Luego de cuatro partidos sosteniendo una idea, un sistema y un equipo (a excepción de cambios puntuales por circunstancias específicas), Marcelo Gallardo sorprendió con la formación de River vs. Argentinos Juniors. Luego de la goleada sufrida con Tigre, metió un volantazo y modificó nombres y esquema, pero no le dio resultado.

El DT apostó por un 4-3-2-1. Ante los flojos presentes de Colidio y Salas, utilizar a Ruberto como único centrodelantero, y tratar de abastecerlo con mucho juego interno poblando el mediocampo. Además, con Acuña (volvió a la titularidad) y Montiel, tener mucha profundidad por las bandas. Y que Quintero y Galván jueguen sueltos, como enlaces.

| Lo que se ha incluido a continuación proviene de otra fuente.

//! Note repository contract and SQLite implementation.
//!
//! # Responsibility
//! - Upsert, delete, fetch and list rows of the `notes` table.
//! - Own the canonical list ordering.
//!
//! # Invariants
//! - Upsert is keyed by `id`; the last writer wins.
//! - Deleting a missing id is not an error.
//! - Lists are sorted by `timestamp DESC, id ASC`.
//! - Rows that fail to decode are reported, never skipped.

use crate::db::DbError;
use crate::model::note::{Note, NoteId};
use rusqlite::{params, Connection, OptionalExtension, Row};
use std::error::Error;
use std::fmt::{Display, Formatter};
use uuid::Uuid;

const NOTE_SELECT_SQL: &str = "SELECT
    id,
    title,
    content,
    timestamp
FROM notes";

pub type StoreResult<T> = Result<T, StoreError>;

/// Persistence failure, distinct from an absent row.
#[derive(Debug)]
pub enum StoreError {
    /// Storage engine fault (I/O, corruption, full disk, schema).
    Db(DbError),
    /// Persisted row cannot be decoded into a domain value.
    InvalidData(String),
    /// Connection lacks a table the store depends on.
    MissingRequiredTable(&'static str),
    /// Connection table lacks a column the store depends on.
    MissingRequiredColumn {
        table: &'static str,
        column: &'static str,
    },
    /// Blocking worker panicked or was shut down before finishing.
    Worker(String),
}

impl Display for StoreError {
    fn fmt(&self, f: &mut Formatter<'_>) -> std::fmt::Result {
        match self {
            Self::Db(err) => write!(f, "{err}"),
            Self::InvalidData(message) => write!(f, "invalid persisted note data: {message}"),
            Self::MissingRequiredTable(table) => write!(f, "missing required table `{table}`"),
            Self::MissingRequiredColumn { table, column } => {
                write!(f, "missing required column `{table}.{column}`")
            }
            Self::Worker(message) => write!(f, "storage worker failed: {message}"),
        }
    }
}

impl Error for StoreError {
    fn source(&self) -> Option<&(dyn Error + 'static)> {
        match self {
            Self::Db(err) => Some(err),
            _ => None,
        }
    }
}

impl From<DbError> for StoreError {
    fn from(value: DbError) -> Self {
        Self::Db(value)
    }
}

impl From<rusqlite::Error> for StoreError {
    fn from(value: rusqlite::Error) -> Self {
        Self::Db(DbError::Sqlite(value))
    }
}

/// Repository interface for note rows.
pub trait NoteRepository {
    /// Inserts the note or replaces the row with the same id.
    fn upsert_note(&self, note: &Note) -> StoreResult<()>;
    /// Removes the row with `id`; returns whether a row was removed.
    fn delete_note(&self, id: NoteId) -> StoreResult<bool>;
    fn get_note(&self, id: NoteId) -> StoreResult<Option<Note>>;
    /// Returns every note, most recent first.
    fn list_notes(&self) -> StoreResult<Vec<Note>>;
}

/// SQLite-backed note repository.
pub struct SqliteNoteRepository<'conn> {
    conn: &'conn Connection,
}

impl<'conn> SqliteNoteRepository<'conn> {
    /// Wraps a connection that has already been checked.
    pub fn new(conn: &'conn Connection) -> Self {
        Self { conn }
    }

    /// Wraps a connection after verifying it carries the `notes` schema.
    pub fn try_new(conn: &'conn Connection) -> StoreResult<Self> {
        ensure_note_connection_ready(conn)?;
        Ok(Self { conn })
    }
}

impl NoteRepository for SqliteNoteRepository<'_> {
    fn upsert_note(&self, note: &Note) -> StoreResult<()> {
        self.conn.execute(
            "INSERT INTO notes (id, title, content, timestamp)
             VALUES (?1, ?2, ?3, ?4)
             ON CONFLICT(id) DO UPDATE SET
                title = excluded.title,
                content = excluded.content,
                timestamp = excluded.timestamp;",
            params![
                note.id.to_string(),
                note.title.as_str(),
                note.content.as_str(),
                note.timestamp,
            ],
        )?;
        Ok(())
    }

    fn delete_note(&self, id: NoteId) -> StoreResult<bool> {
        let changed = self
            .conn
            .execute("DELETE FROM notes WHERE id = ?1;", [id.to_string()])?;
        Ok(changed > 0)
    }

    fn get_note(&self, id: NoteId) -> StoreResult<Option<Note>> {
        let mut stmt = self
            .conn
            .prepare(&format!("{NOTE_SELECT_SQL} WHERE id = ?1;"))?;
        let row = stmt
            .query_row([id.to_string()], RawNoteRow::read)
            .optional()?;
        row.map(RawNoteRow::into_note).transpose()
    }

    fn list_notes(&self) -> StoreResult<Vec<Note>> {
        let mut stmt = self
            .conn
            .prepare(&format!("{NOTE_SELECT_SQL} ORDER BY timestamp DESC, id ASC;"))?;
        let mut rows = stmt.query([])?;
        let mut notes = Vec::new();
        while let Some(row) = rows.next()? {
            notes.push(RawNoteRow::read(row)?.into_note()?);
        }
        Ok(notes)
    }
}

struct RawNoteRow {
    id: String,
    title: String,
    content: String,
    timestamp: i64,
}

impl RawNoteRow {
    fn read(row: &Row<'_>) -> rusqlite::Result<Self> {
        Ok(Self {
            id: row.get("id")?,
            title: row.get("title")?,
            content: row.get("content")?,
            timestamp: row.get("timestamp")?,
        })
    }

    fn into_note(self) -> StoreResult<Note> {
        let id = Uuid::parse_str(&self.id).map_err(|_| {
            StoreError::InvalidData(format!("invalid uuid value `{}` in notes.id", self.id))
        })?;
        Ok(Note::with_id(id, self.title, self.content, self.timestamp))
    }
}

fn ensure_note_connection_ready(conn: &Connection) -> StoreResult<()> {
    if !table_exists(conn, "notes")? {
        return Err(StoreError::MissingRequiredTable("notes"));
    }
    for column in ["id", "title", "content", "timestamp"] {
        if !table_has_column(conn, "notes", column)? {
            return Err(StoreError::MissingRequiredColumn {
                table: "notes",
                column,
            });
        }
    }
    Ok(())
}

pub(crate) fn table_exists(conn: &Connection, table: &str) -> StoreResult<bool> {
    let exists: i64 = conn.query_row(
        "SELECT EXISTS(
            SELECT 1
            FROM sqlite_master
            WHERE type = 'table' AND name = ?1
        );",
        [table],
        |row| row.get(0),
    )?;
    Ok(exists == 1)
}

fn table_has_column(conn: &Connection, table: &str, column: &str) -> StoreResult<bool> {
    let mut stmt = conn.prepare(&format!("PRAGMA table_info({table});"))?;
    let mut rows = stmt.query([])?;
    while let Some(row) = rows.next()? {
        let current: String = row.get(1)?;
        if current == column {
            return Ok(true);
        }
    }
    Ok(false)
}

#[cfg(test)]
mod tests {
    use super::{NoteRepository, SqliteNoteRepository, StoreError};
    use crate::db::open_db_in_memory;
    use crate::model::note::Note;
    use rusqlite::Connection;

    #[test]
    fn try_new_rejects_connection_without_notes_table() {
        let conn = Connection::open_in_memory().unwrap();
        let err = SqliteNoteRepository::try_new(&conn).err().unwrap();
        assert!(matches!(err, StoreError::MissingRequiredTable("notes")));
    }

    #[test]
    fn upsert_replaces_row_with_same_id() {
        let conn = open_db_in_memory().unwrap();
        let repo = SqliteNoteRepository::try_new(&conn).unwrap();
        let mut note = Note::new("draft", "body", 10);
        repo.upsert_note(&note).unwrap();

        note.title = "final".to_string();
        note.timestamp = 20;
        repo.upsert_note(&note).unwrap();

        let listed = repo.list_notes().unwrap();
        assert_eq!(listed, vec![note]);
    }

    #[test]
    fn list_breaks_timestamp_ties_by_id() {
        let conn = open_db_in_memory().unwrap();
        let repo = SqliteNoteRepository::try_new(&conn).unwrap();
        let a = Note::new("a", "", 5);
        let b = Note::new("b", "", 5);
        repo.upsert_note(&a).unwrap();
        repo.upsert_note(&b).unwrap();

        let mut expected = vec![a.id, b.id];
        expected.sort();
        let listed: Vec<_> = repo.list_notes().unwrap().into_iter().map(|n| n.id).collect();
        assert_eq!(listed, expected);
    }

    #[test]
    fn corrupt_id_is_reported_as_invalid_data() {
        let conn = open_db_in_memory().unwrap();
        conn.execute(
            "INSERT INTO notes (id, title, content, timestamp) VALUES ('not-a-uuid', '', '', 1);",
            [],
        )
        .unwrap();
        let repo = SqliteNoteRepository::try_new(&conn).unwrap();
        let err = repo.list_notes().unwrap_err();
        assert!(matches!(err, StoreError::InvalidData(_)));
    }
}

Por qué no funcionó el River de los cinco volantes

No obstante, no funcionó por dos motivos que fueron de la mano. Uno es que Argentinos, durante casi todo el partido, fue el que impuso condiciones. Al Millonario le costó tener la pelota y ser productivo con ella, y buscó entonces ser más vertical, con pases rápidos hacia adelante.

Pero allí entra la otra explicación. Los volantes tuvieron un muy mal partido. Csataño y Galoppo, que se metieron en el 11 titular por el expulsado Vera y uno de los delanteros, fueron intrascendentes. No hicieron pie, no gravitaron y estuvieron imprecisos. Por eso, Galván y Quintero se vieron obligados a bajar a la altura de la mitad de la cancha a buscar la pelota.

Quien volviera del préstamo en Vélez fue una vez más de lo más rescatable, aportando dinámica y conducción, pero le quedó muy lejos el área rival y Ruberto. Juanfer no termina de encontrar una posición donde ser importante, porque al retroceder tanto para asociarse, no logra a tener peso en ataque.

Y entonces, Gallardo desarmó lo planteado en el entretiempo, metiendo a Ian Subiabre por Castaño, para volver a los dos delanteros. Pero ninguno de los cambios en el complemento le dio resultado al DT. De hecho, debutó Kendry Páez y casi no tocó la pelota.